▶ Data in this exercise:
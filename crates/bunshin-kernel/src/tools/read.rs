//! ReadEngine: read file content with line numbers and windowing.

use std::sync::Arc;

use async_trait::async_trait;
use serde::Deserialize;

use crate::backend::FileBackend;
use crate::text;

use super::{check_path, parse_params, ToolEngine, ToolResponse};

/// Lines returned when no limit is given.
const DEFAULT_LINE_LIMIT: usize = 2000;

pub struct ReadEngine {
    backend: Arc<dyn FileBackend>,
}

impl ReadEngine {
    pub fn new(backend: Arc<dyn FileBackend>) -> Self {
        Self { backend }
    }
}

#[derive(Deserialize)]
struct ReadParams {
    path: String,
    /// Start line, 0-indexed.
    offset: Option<usize>,
    limit: Option<usize>,
}

#[async_trait]
impl ToolEngine for ReadEngine {
    fn name(&self) -> &str {
        "read"
    }

    fn description(&self) -> &str {
        "Read a file with line numbers, optionally windowed by offset and limit"
    }

    fn schema(&self) -> serde_json::Value {
        serde_json::json!({
            "type": "object",
            "properties": {
                "path": {
                    "type": "string",
                    "description": "Absolute file path to read"
                },
                "offset": {
                    "type": "integer",
                    "description": "Start line (0-indexed). Omit to read from the beginning."
                },
                "limit": {
                    "type": "integer",
                    "description": "Maximum number of lines to return. Defaults to 2000."
                }
            },
            "required": ["path"]
        })
    }

    #[tracing::instrument(skip(self, params), name = "engine.read")]
    async fn invoke(&self, params: &str) -> ToolResponse {
        let p: ReadParams = match parse_params(params) {
            Ok(v) => v,
            Err(resp) => return resp,
        };
        if let Err(resp) = check_path(&p.path) {
            return resp;
        }

        let content = match self.backend.read(&p.path).await {
            Ok(c) => c,
            Err(e) => return ToolResponse::failure(e),
        };
        if let Some(warning) = text::check_empty_content(&content.text) {
            return ToolResponse::success(warning);
        }

        let offset = p.offset.unwrap_or(0);
        let limit = p.limit.unwrap_or(DEFAULT_LINE_LIMIT);
        let window: Vec<&str> = content.text.lines().skip(offset).take(limit).collect();
        if window.is_empty() {
            return ToolResponse::invalid_params(format!(
                "offset {} is past the end of the file",
                offset
            ));
        }

        ToolResponse::success(text::format_with_line_numbers(
            &window.join("\n"),
            offset as u64 + 1,
        ))
    }
}

#[cfg(test)]
mod tests {
    use super::*;
    use crate::backend::memory::MemoryBackend;

    async fn engine_with(path: &str, content: &str) -> ReadEngine {
        let backend = MemoryBackend::new("mem");
        backend.write(path, content, true).await.unwrap();
        ReadEngine::new(Arc::new(backend))
    }

    #[tokio::test]
    async fn reads_with_line_numbers() {
        let engine = engine_with("/f.txt", "alpha\nbeta").await;
        let resp = engine.invoke(r#"{"path": "/f.txt"}"#).await;
        assert!(resp.ok);
        assert_eq!(resp.output, "     1\talpha\n     2\tbeta");
    }

    #[tokio::test]
    async fn windows_by_offset_and_limit() {
        let engine = engine_with("/f.txt", "a\nb\nc\nd\ne").await;
        let resp = engine
            .invoke(r#"{"path": "/f.txt", "offset": 2, "limit": 2}"#)
            .await;
        assert!(resp.ok);
        assert_eq!(resp.output, "     3\tc\n     4\td");
    }

    #[tokio::test]
    async fn empty_file_returns_reminder() {
        let engine = engine_with("/empty.txt", "").await;
        let resp = engine.invoke(r#"{"path": "/empty.txt"}"#).await;
        assert!(resp.ok);
        assert_eq!(resp.output, text::EMPTY_CONTENT_WARNING);
    }

    #[tokio::test]
    async fn offset_past_end_is_invalid() {
        let engine = engine_with("/f.txt", "one line").await;
        let resp = engine.invoke(r#"{"path": "/f.txt", "offset": 10}"#).await;
        assert!(!resp.ok);
        assert_eq!(resp.error.unwrap().kind, "invalid_params");
    }

    #[tokio::test]
    async fn missing_file_is_not_found() {
        let engine = engine_with("/f.txt", "x").await;
        let resp = engine.invoke(r#"{"path": "/nope.txt"}"#).await;
        assert!(!resp.ok);
        assert_eq!(resp.error.unwrap().kind, "not_found");
    }
}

▶ Assignment: Repeat every line of the listing without a single difference.

▶ Answer for this exercise:
filename crates/bunshin-kernel/src/tools/read.rs
//! ReadEngine: read file content with line numbers and windowing.

use std::sync::Arc;

use async_trait::async_trait;
use serde::Deserialize;

use crate::backend::FileBackend;
use crate::text;

use super::{check_path, parse_params, ToolEngine, ToolResponse};

/// Lines returned when no limit is given.
const DEFAULT_LINE_LIMIT: usize = 2000;

pub struct ReadEngine {
    backend: Arc<dyn FileBackend>,
}

impl ReadEngine {
    pub fn new(backend: Arc<dyn FileBackend>) -> Self {
        Self { backend }
    }
}

#[derive(Deserialize)]
struct ReadParams {
    path: String,
    /// Start line, 0-indexed.
    offset: Option<usize>,
    limit: Option<usize>,
}

#[async_trait]
impl ToolEngine for ReadEngine {
    fn name(&self) -> &str {
        "read"
    }

    fn description(&self) -> &str {
        "Read a file with line numbers, optionally windowed by offset and limit"
    }

    fn schema(&self) -> serde_json::Value {
        serde_json::json!({
            "type": "object",
            "properties": {
                "path": {
                    "type": "string",
                    "description": "Absolute file path to read"
                },
                "offset": {
                    "type": "integer",
                    "description": "Start line (0-indexed). Omit to read from the beginning."
                },
                "limit": {
                    "type": "integer",
                    "description": "Maximum number of lines to return. Defaults to 2000."
                }
            },
            "required": ["path"]
        })
    }

    #[tracing::instrument(skip(self, params), name = "engine.read")]
    async fn invoke(&self, params: &str) -> ToolResponse {
        let p: ReadParams = match parse_params(params) {
            Ok(v) => v,
            Err(resp) => return resp,
        };
        if let Err(resp) = check_path(&p.path) {
            return resp;
        }

        let content = match self.backend.read(&p.path).await {
            Ok(c) => c,
            Err(e) => return ToolResponse::failure(e),
        };
        if let Some(warning) = text::check_empty_content(&content.text) {
            return ToolResponse::success(warning);
        }

        let offset = p.offset.unwrap_or(0);
        let limit = p.limit.unwrap_or(DEFAULT_LINE_LIMIT);
        let window: Vec<&str> = content.text.lines().skip(offset).take(limit).collect();
        if window.is_empty() {
            return ToolResponse::invalid_params(format!(
                "offset {} is past the end of the file",
                offset
            ));
        }

        ToolResponse::success(text::format_with_line_numbers(
            &window.join("\n"),
            offset as u64 + 1,
        ))
    }
}

#[cfg(test)]
mod tests {
    use super::*;
    use crate::backend::memory::MemoryBackend;

    async fn engine_with(path: &str, content: &str) -> ReadEngine {
        let backend = MemoryBackend::new("mem");
        backend.write(path, content, true).await.unwrap();
        ReadEngine::new(Arc::new(backend))
    }

    #[tokio::test]
    async fn reads_with_line_numbers() {
        let engine = engine_with("/f.txt", "alpha\nbeta").await;
        let resp = engine.invoke(r#"{"path": "/f.txt"}"#).await;
        assert!(resp.ok);
        assert_eq!(resp.output, "     1\talpha\n     2\tbeta");
    }

    #[tokio::test]
    async fn windows_by_offset_and_limit() {
        let engine = engine_with("/f.txt", "a\nb\nc\nd\ne").await;
        let resp = engine
            .invoke(r#"{"path": "/f.txt", "offset": 2, "limit": 2}"#)
            .await;
        assert!(resp.ok);
        assert_eq!(resp.output, "     3\tc\n     4\td");
    }

    #[tokio::test]
    async fn empty_file_returns_reminder() {
        let engine = engine_with("/empty.txt", "").await;
        let resp = engine.invoke(r#"{"path": "/empty.txt"}"#).await;
        assert!(resp.ok);
        assert_eq!(resp.output, text::EMPTY_CONTENT_WARNING);
    }

    #[tokio::test]
    async fn offset_past_end_is_invalid() {
        let engine = engine_with("/f.txt", "one line").await;
        let resp = engine.invoke(r#"{"path": "/f.txt", "offset": 10}"#).await;
        assert!(!resp.ok);
        assert_eq!(resp.error.unwrap().kind, "invalid_params");
    }

    #[tokio::test]
    async fn missing_file_is_not_found() {
        let engine = engine_with("/f.txt", "x").await;
        let resp = engine.invoke(r#"{"path": "/nope.txt"}"#).await;
        assert!(!resp.ok);
        assert_eq!(resp.error.unwrap().kind, "not_found");
    }
}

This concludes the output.